Lucilio avait été aussi frappé que le marquis de la coïncidence de la date fixée dans la mémoire de l'enfant par l'abbé Anjorrant, avec celle attribuée par la petite bohémienne à la mort de Florimond.

Il ne croyait nullement à la magie; mais, comme il avait été également frappé du nom de Mario prononcé par La Flèche, il craignait que le marquis ne fût la dupe de quelque jonglerie.

Il commençait à soupçonner la Morisque elle-même, et son premier soin, en rentrant au manoir, avait été de l'appeler pour la questionner par écrit, avec beaucoup de précision et de sévérité. Il exigeait qu'elle montrât la bague et la lettre de M. Anjorrant dont elle avait parlé; et, bien que cette femme éprouvât beaucoup de respect et de sympathie pour lui, cette insistance lui faisant craindre l'intervention indirecte de l'Alvimar dans l'interrogatoire qu'elle subissait, elle s'était renfermée dans un silence plein d'angoisse.

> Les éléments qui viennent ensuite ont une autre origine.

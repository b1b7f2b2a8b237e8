//! Sort intent: direction, per-column tri-state cycle and stable client sort.

use std::cmp::Ordering;

use serde::Deserialize;
use serde::Serialize;

use super::column::{ColumnDef, GridRow};

/// Sort direction.
#[derive(Debug, Clone, Copy, PartialEq, Eq, Hash, Serialize, Deserialize)]
#[serde(rename_all = "lowercase")]
pub enum SortDirection {
    Asc,
    Desc,
}

impl SortDirection {
    /// Query parameter value (`"asc"` / `"desc"`).
    pub fn as_param(&self) -> &'static str {
        match self {
            SortDirection::Asc => "asc",
            SortDirection::Desc => "desc",
        }
    }

    /// Parses a query parameter value; anything but `desc` is ascending.
    pub fn from_param(value: &str) -> Self {
        if value.trim().eq_ignore_ascii_case("desc") {
            SortDirection::Desc
        } else {
            SortDirection::Asc
        }
    }

    /// Parses `"asc"`/`"desc"` strictly.
    pub fn parse(value: &str) -> Option<Self> {
        match value {
            "asc" => Some(SortDirection::Asc),
            "desc" => Some(SortDirection::Desc),
            _ => None,
        }
    }

    pub fn reverse(&self) -> Self {
        match self {
            SortDirection::Asc => SortDirection::Desc,
            SortDirection::Desc => SortDirection::Asc,
        }
    }
}

/// A single-column sort.
#[derive(Debug, Clone, PartialEq, Eq, Hash, Serialize, Deserialize)]
#[serde(rename_all = "camelCase")]
pub struct SortSpec {
    pub column_id: String,
    pub direction: SortDirection,
}

impl SortSpec {
    pub fn new(column_id: impl Into<String>, direction: SortDirection) -> Self {
        Self {
            column_id: column_id.into(),
            direction,
        }
    }

    pub fn asc(column_id: impl Into<String>) -> Self {
        Self::new(column_id, SortDirection::Asc)
    }

    pub fn desc(column_id: impl Into<String>) -> Self {
        Self::new(column_id, SortDirection::Desc)
    }

    /// Server sort parameters: `sort_by` and `sort_dir`.
    pub fn query_params(&self) -> [(&'static str, String); 2] {
        [
            ("sort_by", self.column_id.clone()),
            ("sort_dir", self.direction.as_param().to_string()),
        ]
    }

    /// Stable textual key, used in query identities.
    pub fn key(&self) -> String {
        format!("{}:{}", self.column_id, self.direction.as_param())
    }
}

/// Where sorting happens.
#[derive(Debug, Clone, Copy, PartialEq, Eq, Default)]
pub enum SortMode {
    /// Rows are sorted in memory before windowing.
    #[default]
    Client,
    /// Sort changes are only announced; the caller re-queries.
    Server,
    /// Headers are not sortable.
    None,
}

/// The sequence of states a column steps through on repeated clicks.
///
/// `None` entries stand for "unsorted". The default is
/// `[asc, desc, unsorted]`.
#[derive(Debug, Clone, PartialEq, Eq)]
pub struct SortCycle(Vec<Option<SortDirection>>);

impl Default for SortCycle {
    fn default() -> Self {
        Self(vec![
            Some(SortDirection::Asc),
            Some(SortDirection::Desc),
            None,
        ])
    }
}

impl SortCycle {
    /// Creates a cycle from explicit steps. An empty list yields the default.
    pub fn new(steps: impl IntoIterator<Item = Option<SortDirection>>) -> Self {
        let steps: Vec<_> = steps.into_iter().collect();
        if steps.is_empty() {
            Self::default()
        } else {
            Self(steps)
        }
    }

    pub fn steps(&self) -> &[Option<SortDirection>] {
        &self.0
    }

    /// The sort that follows a click on `column_id` given the current sort.
    ///
    /// A column that is not the current sort column starts at the first
    /// sorted step after the unsorted position.
    pub fn next(&self, current: Option<&SortSpec>, column_id: &str) -> Option<SortSpec> {
        let position = match current {
            Some(spec) if spec.column_id == column_id => {
                self.0.iter().position(|step| *step == Some(spec.direction))
            }
            _ => None,
        };

        let next = match position {
            Some(i) => self.0[(i + 1) % self.0.len()],
            None => self.first_from_unsorted(),
        };
        next.map(|direction| SortSpec::new(column_id, direction))
    }

    fn first_from_unsorted(&self) -> Option<SortDirection> {
        let len = self.0.len();
        let start = self
            .0
            .iter()
            .position(Option::is_none)
            .map(|i| i + 1)
            .unwrap_or(0);
        (0..len).find_map(|offset| self.0[(start + offset) % len])
    }
}

/// Stable-sorts `rows` by `spec`.
///
/// Null sort values always go last, whatever the direction. A column's
/// custom comparator is used when present, otherwise normalized values are
/// compared.
pub fn sort_rows<R: GridRow>(rows: &mut [R], spec: &SortSpec, columns: &[ColumnDef<R>]) {
    let column = columns.iter().find(|c| c.id == spec.column_id);
    let comparator = column.and_then(|c| c.comparator());

    rows.sort_by(|a, b| {
        let left = a.sort_value(&spec.column_id);
        let right = b.sort_value(&spec.column_id);
        match (left.is_null(), right.is_null()) {
            (true, true) => return Ordering::Equal,
            (true, false) => return Ordering::Greater,
            (false, true) => return Ordering::Less,
            (false, false) => {}
        }

        let ord = match comparator {
            Some(compare) => compare(a, b),
            None => left.compare(&right),
        };
        match spec.direction {
            SortDirection::Asc => ord,
            SortDirection::Desc => ord.reverse(),
        }
    });
}

/// Returns a sorted copy of `rows`.
pub fn sorted<R: GridRow>(rows: &[R], spec: &SortSpec, columns: &[ColumnDef<R>]) -> Vec<R> {
    let mut rows = rows.to_vec();
    sort_rows(&mut rows, spec, columns);
    rows
}

#[cfg(test)]
mod tests {
    use super::*;

    #[test]
    fn test_default_cycle_steps_through_three_states() {
        let cycle = SortCycle::default();
        let first = cycle.next(None, "status");
        assert_eq!(first, Some(SortSpec::asc("status")));
        let second = cycle.next(first.as_ref(), "status");
        assert_eq!(second, Some(SortSpec::desc("status")));
        let third = cycle.next(second.as_ref(), "status");
        assert_eq!(third, None);
    }

    #[test]
    fn test_other_column_restarts_cycle() {
        let cycle = SortCycle::default();
        let current = SortSpec::desc("status");
        assert_eq!(
            cycle.next(Some(&current), "region"),
            Some(SortSpec::asc("region"))
        );
    }

    #[test]
    fn test_custom_cycle_order() {
        let cycle = SortCycle::new([Some(SortDirection::Desc), Some(SortDirection::Asc), None]);
        let first = cycle.next(None, "cost");
        assert_eq!(first, Some(SortSpec::desc("cost")));
        assert_eq!(cycle.next(first.as_ref(), "cost"), Some(SortSpec::asc("cost")));
    }

    #[test]
    fn test_cycle_without_unsorted_state_wraps() {
        let cycle = SortCycle::new([Some(SortDirection::Asc), Some(SortDirection::Desc)]);
        let desc = SortSpec::desc("name");
        assert_eq!(cycle.next(Some(&desc), "name"), Some(SortSpec::asc("name")));
    }

    #[test]
    fn test_direction_params() {
        assert_eq!(SortDirection::from_param("DESC"), SortDirection::Desc);
        assert_eq!(SortDirection::from_param("bogus"), SortDirection::Asc);
        let params = SortSpec::desc("created_at").query_params();
        assert_eq!(params[0], ("sort_by", "created_at".to_string()));
        assert_eq!(params[1], ("sort_dir", "desc".to_string()));
    }

    #[test]
    fn test_spec_serializes_camel_case() {
        let json = serde_json::to_string(&SortSpec::asc("status")).unwrap();
        assert_eq!(json, r#"{"columnId":"status","direction":"asc"}"#);
    }
}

Dès qu'elle vit Mario, son cœur froissé exhala la plainte qu'il n'osait adresser directement à Lucilio.

—Viens, mon pauvre enfant, lui dit-elle; on nous chasse d'ici, car on nous accuse de vouloir tromper et d'avoir raconté une histoire qui ne serait pas vraie. Viens, partons bien vite, afin que l'on connaisse que nous ne demandons secours qu'à Dieu et à nous-mêmes.

Mais Mario l'arrêta.

—C'est assez nous méfier, lui dit-il; mère, il faut faire ce qu'on nous demande. Donne-moi la lettre, donne-moi la bague! elles sont à moi, je les veux tout de suite!

Lucilio fut frappé de l'énergie de l'enfant, et la Morisque, stupéfaite, garda quelques instants le silence.

Jamais Mario ne lui avait parlé ainsi, jamais elle n'avait senti en lui la moindre velléité d'indépendance, et voilà qu'il lui commandait avec autorité!